OpenAI, in which Microsoft has made heavy investments, allegedly trained its artificial intelligence (AI) models by scraping data from Google-owned video sharing platform, YouTube.
In report published by The Information, it’s been claimed that OpenAI “has secretly used data from the site (YouTube) to train some of its artificial intelligence models”.
YouTube is one of the biggest and richest source of imagery, audio and text transcripts on the Internet.
Naturally, “the value of YouTube hasn’t been lost on OpenAI”.
Google researchers have been using YouTube to develop its next large-language model dubbed Gemini.
YouTube’s terms of service ban using the content it hosts for anything other than “personal, non-commercial use.”
However, it’s an open secret in the AI industry that all competitors are scraping the web to train their models.
OpenAI reportedly “scraped” YouTube data to train its AI models, as per “one person with direct knowledge of the effort”.
OpenAI did not immediately comment on the report.

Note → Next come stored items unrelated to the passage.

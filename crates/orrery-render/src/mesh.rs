//! Static, non-indexed vertex meshes.

use bytemuck::{Pod, Zeroable};
use wgpu::util::DeviceExt;

/// Interleaved position and normal, used by the sphere.
#[repr(C)]
#[derive(Clone, Copy, Debug, PartialEq, Pod, Zeroable)]
pub struct VertexPositionNormal {
    pub position: [f32; 3],
    pub normal: [f32; 3],
}

impl VertexPositionNormal {
    const ATTRIBUTES: [wgpu::VertexAttribute; 2] =
        wgpu::vertex_attr_array![0 => Float32x3, 1 => Float32x3];

    /// Get the vertex buffer layout for this vertex type.
    pub fn layout() -> wgpu::VertexBufferLayout<'static> {
        wgpu::VertexBufferLayout {
            array_stride: std::mem::size_of::<Self>() as wgpu::BufferAddress,
            step_mode: wgpu::VertexStepMode::Vertex,
            attributes: &Self::ATTRIBUTES,
        }
    }
}

/// Position only, used by the skybox cube.
#[repr(C)]
#[derive(Clone, Copy, Debug, PartialEq, Pod, Zeroable)]
pub struct VertexPosition {
    pub position: [f32; 3],
}

impl VertexPosition {
    const ATTRIBUTES: [wgpu::VertexAttribute; 1] = wgpu::vertex_attr_array![0 => Float32x3];

    /// Get the vertex buffer layout for this vertex type.
    pub fn layout() -> wgpu::VertexBufferLayout<'static> {
        wgpu::VertexBufferLayout {
            array_stride: std::mem::size_of::<Self>() as wgpu::BufferAddress,
            step_mode: wgpu::VertexStepMode::Vertex,
            attributes: &Self::ATTRIBUTES,
        }
    }
}

/// A GPU vertex buffer drawn as a plain triangle list.
pub struct Mesh {
    pub vertex_buffer: wgpu::Buffer,
    pub layout: wgpu::VertexBufferLayout<'static>,
    pub vertex_count: u32,
}

impl Mesh {
    /// Upload `vertices` into a new vertex buffer.
    pub fn new<V: Pod>(
        device: &wgpu::Device,
        label: &str,
        vertices: &[V],
        layout: wgpu::VertexBufferLayout<'static>,
    ) -> Self {
        let vertex_buffer = device.create_buffer_init(&wgpu::util::BufferInitDescriptor {
            label: Some(&format!("{label}-vertices")),
            contents: bytemuck::cast_slice(vertices),
            usage: wgpu::BufferUsages::VERTEX,
        });
        log::debug!("Created mesh '{label}' ({} vertices)", vertices.len());

        Self {
            vertex_buffer,
            layout,
            vertex_count: vertices.len() as u32,
        }
    }

    /// Bind the vertex buffer and draw every vertex.
    pub fn draw(&self, render_pass: &mut wgpu::RenderPass<'_>) {
        render_pass.set_vertex_buffer(0, self.vertex_buffer.slice(..));
        render_pass.draw(0..self.vertex_count, 0..1);
    }
}
//! Owns every GPU resource of the scene and records its three passes.

use std::path::Path;

use glam::{Mat4, Vec3};
use log::info;
use orrery_config::AssetConfig;
use orrery_input::Toggle;
use orrery_player::CameraState;
use orrery_render::{
    CubeFaces, DefaultBindings, Mesh, ProgramDescriptor, ShadingProgram, StageKind, Texture,
    VertexPosition, VertexPositionNormal, compile_stage_file, link, load_cube_map,
    load_flat_from_path,
};

use crate::error::SceneError;
use crate::geometry::{SPHERE_SUBDIVISIONS, cube_vertices, sphere_vertices};
use crate::params::{PlanetParams, SkyboxParams, StarParams};
use crate::passes::{
    MeshId, PLANET_PASS, PassDescriptor, PassId, SCENE_PASSES, SKYBOX_PASS, STAR_PASS,
};
use crate::transform::{
    STAR_POSITION, SUN_EMISSION, normal_matrix, planet_model, projection, star_model,
};

/// Shading switches flipped from the keyboard.
#[derive(Debug, Clone, Copy, PartialEq, Eq)]
pub struct SceneToggles {
    pub normal_mapping: bool,
    /// Oren-Nayar diffuse when set, Lambert otherwise.
    pub oren_nayar: bool,
}

impl Default for SceneToggles {
    fn default() -> Self {
        Self {
            normal_mapping: true,
            oren_nayar: true,
        }
    }
}

impl SceneToggles {
    pub fn apply(&mut self, toggle: Toggle) {
        let flag = match toggle {
            Toggle::NormalMapping => &mut self.normal_mapping,
            Toggle::OrenNayar => &mut self.oren_nayar,
        };
        *flag = !*flag;
        info!(
            "Normal mapping {}, {} diffuse",
            if self.normal_mapping { "on" } else { "off" },
            if self.oren_nayar { "Oren-Nayar" } else { "Lambert" }
        );
    }
}

/// Textures kept alive for the lifetime of the renderer.
struct SceneTextures {
    _day: Texture,
    _night: Texture,
    _roughness: Texture,
    _clouds: Texture,
    _normal: Texture,
    _star: Texture,
    _skybox: Texture,
}

pub struct SceneRenderer {
    sphere: Mesh,
    cube: Mesh,
    skybox: ShadingProgram,
    planet: ShadingProgram,
    star: ShadingProgram,
    skybox_params: SkyboxParams,
    planet_params: PlanetParams,
    star_params: StarParams,
    _textures: SceneTextures,
    aspect_ratio: f32,
}

fn build_program(
    device: &wgpu::Device,
    defaults: &DefaultBindings,
    assets: &AssetConfig,
    color_format: wgpu::TextureFormat,
    pass: &PassDescriptor,
) -> Result<ShadingProgram, SceneError> {
    let vertex = compile_stage_file(&assets.shader_path(pass.vertex_shader), StageKind::Vertex)?;
    let fragment = compile_stage_file(
        &assets.shader_path(pass.fragment_shader),
        StageKind::Fragment,
    )?;
    let vertex_layout = match pass.mesh {
        MeshId::Cube => VertexPosition::layout(),
        MeshId::Sphere => VertexPositionNormal::layout(),
    };
    let desc = ProgramDescriptor {
        label: pass.label,
        vertex_layout,
        color_format,
        depth_write: pass.depth_write,
        depth_compare: pass.depth_compare,
        cull_mode: pass.cull_mode,
    };
    Ok(link(device, &desc, defaults, vertex, fragment)?)
}

/// Per-frame values shared by the three passes.
struct FrameParams {
    view: Mat4,
    projection: Mat4,
    camera_position: Vec3,
    time: f32,
    toggles: SceneToggles,
}

fn write_skybox(program: &mut ShadingProgram, params: &SkyboxParams, frame: &FrameParams) {
    program.set_mat4(params.view, &frame.view);
    program.set_mat4(params.projection, &frame.projection);
}

fn write_planet(program: &mut ShadingProgram, params: &PlanetParams, frame: &FrameParams) {
    let model = planet_model(frame.time);
    program.set_mat4(params.model, &model);
    program.set_mat3(params.normal_matrix, &normal_matrix(&model));
    program.set_mat4(params.view, &frame.view);
    program.set_mat4(params.projection, &frame.projection);
    program.set_vec3(params.camera_pos, frame.camera_position);
    program.set_bool(params.normal_mapping, frame.toggles.normal_mapping);
    program.set_bool(params.oren_nayar, frame.toggles.oren_nayar);
}

fn write_star(program: &mut ShadingProgram, params: &StarParams, frame: &FrameParams) {
    let model = star_model();
    program.set_mat4(params.model, &model);
    program.set_mat3(params.normal_matrix, &normal_matrix(&model));
    program.set_mat4(params.view, &frame.view);
    program.set_mat4(params.projection, &frame.projection);
    program.set_vec3(params.camera_pos, frame.camera_position);
    program.set_f32(params.time, frame.time);
}

impl SceneRenderer {
    /// Compile and link the three programs, load every texture and upload the
    /// meshes. Any failure aborts startup.
    pub fn new(
        device: &wgpu::Device,
        queue: &wgpu::Queue,
        color_format: wgpu::TextureFormat,
        assets: &AssetConfig,
        aspect_ratio: f32,
    ) -> Result<Self, SceneError> {
        let defaults = DefaultBindings::new(device, queue)?;

        let mut skybox = build_program(device, &defaults, assets, color_format, &SKYBOX_PASS)?;
        let mut planet = build_program(device, &defaults, assets, color_format, &PLANET_PASS)?;
        let mut star = build_program(device, &defaults, assets, color_format, &STAR_PASS)?;

        let skybox_params = SkyboxParams::resolve(&skybox);
        let planet_params = PlanetParams::resolve(&planet);
        let star_params = StarParams::resolve(&star);

        let flat = |path: &Path| load_flat_from_path(device, queue, &assets.resolve(path));
        let textures = SceneTextures {
            _day: flat(&assets.planet.day)?,
            _night: flat(&assets.planet.night)?,
            _roughness: flat(&assets.planet.roughness)?,
            _clouds: flat(&assets.planet.clouds)?,
            _normal: flat(&assets.planet.normal)?,
            _star: flat(&assets.star_texture)?,
            _skybox: load_cube_map(
                device,
                queue,
                "skybox",
                &CubeFaces::decode(&assets.resolved_skybox_faces())?,
            )?,
        };

        skybox.bind_texture(device, skybox_params.skybox, &textures._skybox);
        planet.bind_texture(device, planet_params.day_side, &textures._day);
        planet.bind_texture(device, planet_params.night_side, &textures._night);
        planet.bind_texture(device, planet_params.roughness_map, &textures._roughness);
        planet.bind_texture(device, planet_params.clouds, &textures._clouds);
        planet.bind_texture(device, planet_params.normal_map, &textures._normal);
        star.bind_texture(device, star_params.texture, &textures._star);

        planet.set_vec3(planet_params.sun_position, STAR_POSITION);
        planet.set_vec3(planet_params.sun_emission, SUN_EMISSION);

        let sphere = Mesh::new(
            device,
            "sphere",
            &sphere_vertices(SPHERE_SUBDIVISIONS),
            VertexPositionNormal::layout(),
        );
        let cube = Mesh::new(device, "cube", &cube_vertices(), VertexPosition::layout());

        info!("Scene ready");
        Ok(Self {
            sphere,
            cube,
            skybox,
            planet,
            star,
            skybox_params,
            planet_params,
            star_params,
            _textures: textures,
            aspect_ratio,
        })
    }

    /// Write this frame's parameters and upload them.
    pub fn prepare(
        &mut self,
        queue: &wgpu::Queue,
        camera: &CameraState,
        time: f32,
        toggles: SceneToggles,
    ) {
        let frame = FrameParams {
            view: camera.view_matrix(),
            projection: projection(self.aspect_ratio),
            camera_position: camera.position,
            time,
            toggles,
        };

        write_skybox(&mut self.skybox, &self.skybox_params, &frame);
        write_planet(&mut self.planet, &self.planet_params, &frame);
        write_star(&mut self.star, &self.star_params, &frame);

        self.skybox.flush(queue);
        self.planet.flush(queue);
        self.star.flush(queue);
    }

    /// Record every pass in [`SCENE_PASSES`] order.
    pub fn draw(&self, render_pass: &mut wgpu::RenderPass<'_>) {
        for pass in &SCENE_PASSES {
            let program = match pass.id {
                PassId::Skybox => &self.skybox,
                PassId::Planet => &self.planet,
                PassId::Star => &self.star,
            };
            let mesh = match pass.mesh {
                MeshId::Cube => &self.cube,
                MeshId::Sphere => &self.sphere,
            };
            program.draw(render_pass, mesh);
        }
    }
}

#[cfg(test)]
mod tests {
    use super::*;
    use std::path::PathBuf;

    fn shader_dir() -> PathBuf {
        Path::new(env!("CARGO_MANIFEST_DIR")).join("../../shaders")
    }

    #[test]
    fn test_toggles_start_enabled() {
        let toggles = SceneToggles::default();
        assert!(toggles.normal_mapping);
        assert!(toggles.oren_nayar);
    }

    #[test]
    fn test_toggle_flips_one_flag() {
        let mut toggles = SceneToggles::default();
        toggles.apply(Toggle::NormalMapping);
        assert!(!toggles.normal_mapping);
        assert!(toggles.oren_nayar);
        toggles.apply(Toggle::OrenNayar);
        toggles.apply(Toggle::NormalMapping);
        assert!(toggles.normal_mapping);
        assert!(!toggles.oren_nayar);
    }

    #[test]
    fn test_scene_shaders_compile() {
        let dir = shader_dir();
        for pass in &SCENE_PASSES {
            compile_stage_file(&dir.join(pass.vertex_shader), StageKind::Vertex).unwrap();
            compile_stage_file(&dir.join(pass.fragment_shader), StageKind::Fragment).unwrap();
        }
    }

    fn test_device_queue() -> Option<(wgpu::Device, wgpu::Queue)> {
        pollster::block_on(async {
            let instance = wgpu::Instance::new(&wgpu::InstanceDescriptor::default());
            let adapter = instance
                .request_adapter(&wgpu::RequestAdapterOptions::default())
                .await
                .ok()?;
            adapter
                .request_device(&wgpu::DeviceDescriptor::default())
                .await
                .ok()
        })
    }

    #[test]
    fn test_scene_programs_resolve_every_parameter() {
        let Some((device, queue)) = test_device_queue() else {
            return;
        };
        let defaults = DefaultBindings::new(&device, &queue).unwrap();
        let assets = AssetConfig {
            shader_dir: shader_dir(),
            ..AssetConfig::default()
        };
        let format = wgpu::TextureFormat::Bgra8Unorm;

        let skybox = build_program(&device, &defaults, &assets, format, &SKYBOX_PASS).unwrap();
        let planet = build_program(&device, &defaults, &assets, format, &PLANET_PASS).unwrap();
        let star = build_program(&device, &defaults, &assets, format, &STAR_PASS).unwrap();

        for name in ["view", "projection", "skybox"] {
            assert!(skybox.param(name).is_valid(), "skybox lacks {name}");
        }
        for name in [
            "model",
            "normalMtrx",
            "view",
            "projection",
            "cameraPos",
            "daySide",
            "nightSide",
            "roughnessMap",
            "clouds",
            "normalMap",
            "normalMapping",
            "orenNayar",
            "sun.position",
            "sun.emission",
        ] {
            assert!(planet.param(name).is_valid(), "planet lacks {name}");
        }
        for name in [
            "model",
            "normalMtrx",
            "view",
            "projection",
            "cameraPos",
            "time",
            "cubeMap",
        ] {
            assert!(star.param(name).is_valid(), "star lacks {name}");
        }
    }

    fn f32_bytes(values: &[f32]) -> Vec<u8> {
        bytemuck::cast_slice(values).to_vec()
    }

    #[test]
    fn test_frame_values_reach_their_parameters() {
        let Some((device, queue)) = test_device_queue() else {
            return;
        };
        let defaults = DefaultBindings::new(&device, &queue).unwrap();
        let assets = AssetConfig {
            shader_dir: shader_dir(),
            ..AssetConfig::default()
        };
        let format = wgpu::TextureFormat::Bgra8Unorm;
        let mut skybox = build_program(&device, &defaults, &assets, format, &SKYBOX_PASS).unwrap();
        let mut planet = build_program(&device, &defaults, &assets, format, &PLANET_PASS).unwrap();
        let mut star = build_program(&device, &defaults, &assets, format, &STAR_PASS).unwrap();
        let skybox_params = SkyboxParams::resolve(&skybox);
        let planet_params = PlanetParams::resolve(&planet);
        let star_params = StarParams::resolve(&star);

        let frame = FrameParams {
            view: Mat4::from_translation(Vec3::new(1.0, 2.0, 3.0)),
            projection: projection(2.0),
            camera_position: Vec3::new(-4.0, 0.5, 7.0),
            time: 12.5,
            toggles: SceneToggles {
                normal_mapping: true,
                oren_nayar: false,
            },
        };
        write_skybox(&mut skybox, &skybox_params, &frame);
        write_planet(&mut planet, &planet_params, &frame);
        write_star(&mut star, &star_params, &frame);

        let view = f32_bytes(&frame.view.to_cols_array());
        let projection = f32_bytes(&frame.projection.to_cols_array());
        let camera = f32_bytes(&frame.camera_position.to_array());

        assert_eq!(skybox.staged_bytes(skybox_params.view).unwrap(), view);
        assert_eq!(skybox.staged_bytes(skybox_params.projection).unwrap(), projection);

        assert_eq!(planet.staged_bytes(planet_params.view).unwrap(), view);
        assert_eq!(planet.staged_bytes(planet_params.projection).unwrap(), projection);
        assert_eq!(planet.staged_bytes(planet_params.camera_pos).unwrap(), camera);
        assert_eq!(
            planet.staged_bytes(planet_params.model).unwrap(),
            f32_bytes(&planet_model(frame.time).to_cols_array())
        );
        assert_eq!(
            planet.staged_bytes(planet_params.normal_mapping).unwrap(),
            1u32.to_ne_bytes()
        );
        assert_eq!(
            planet.staged_bytes(planet_params.oren_nayar).unwrap(),
            0u32.to_ne_bytes()
        );

        assert_eq!(star.staged_bytes(star_params.view).unwrap(), view);
        assert_eq!(star.staged_bytes(star_params.camera_pos).unwrap(), camera);
        assert_eq!(star.staged_bytes(star_params.time).unwrap(), f32_bytes(&[frame.time]));
        assert_eq!(
            star.staged_bytes(star_params.model).unwrap(),
            f32_bytes(&star_model().to_cols_array())
        );
    }

    #[test]
    fn test_missing_texture_fails_startup() {
        let Some((device, queue)) = test_device_queue() else {
            return;
        };
        let assets = AssetConfig {
            root: PathBuf::from("/nonexistent-orrery-assets"),
            shader_dir: shader_dir(),
            ..AssetConfig::default()
        };
        let result = SceneRenderer::new(
            &device,
            &queue,
            wgpu::TextureFormat::Bgra8Unorm,
            &assets,
            16.0 / 9.0,
        );
        assert!(matches!(result, Err(SceneError::Texture(_))));
    }
}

OpenAI has just released the new versions of its text-generating AI models GPT-3.5-turbo and GPT-4, with a capability called function calling.
With the function calling capability, developers can create chatbots that answer questions by calling external tools (like ChatGPT Plugins).
Last month, Google upgraded its Bard chatbot with a new machine learning model that can better understand conversational language and compete with OpenAI’s ChatGPT.
The tech giant has introduced new improvements to Bard, including better logic and reasoning skills.
Bard now uses a technique called “implicit code execution” to recognize computational prompts and run code in the background, the tech giant said in a blog post this week.
As a result, it can respond to string manipulation, coding questions and mathematical operations more correctly.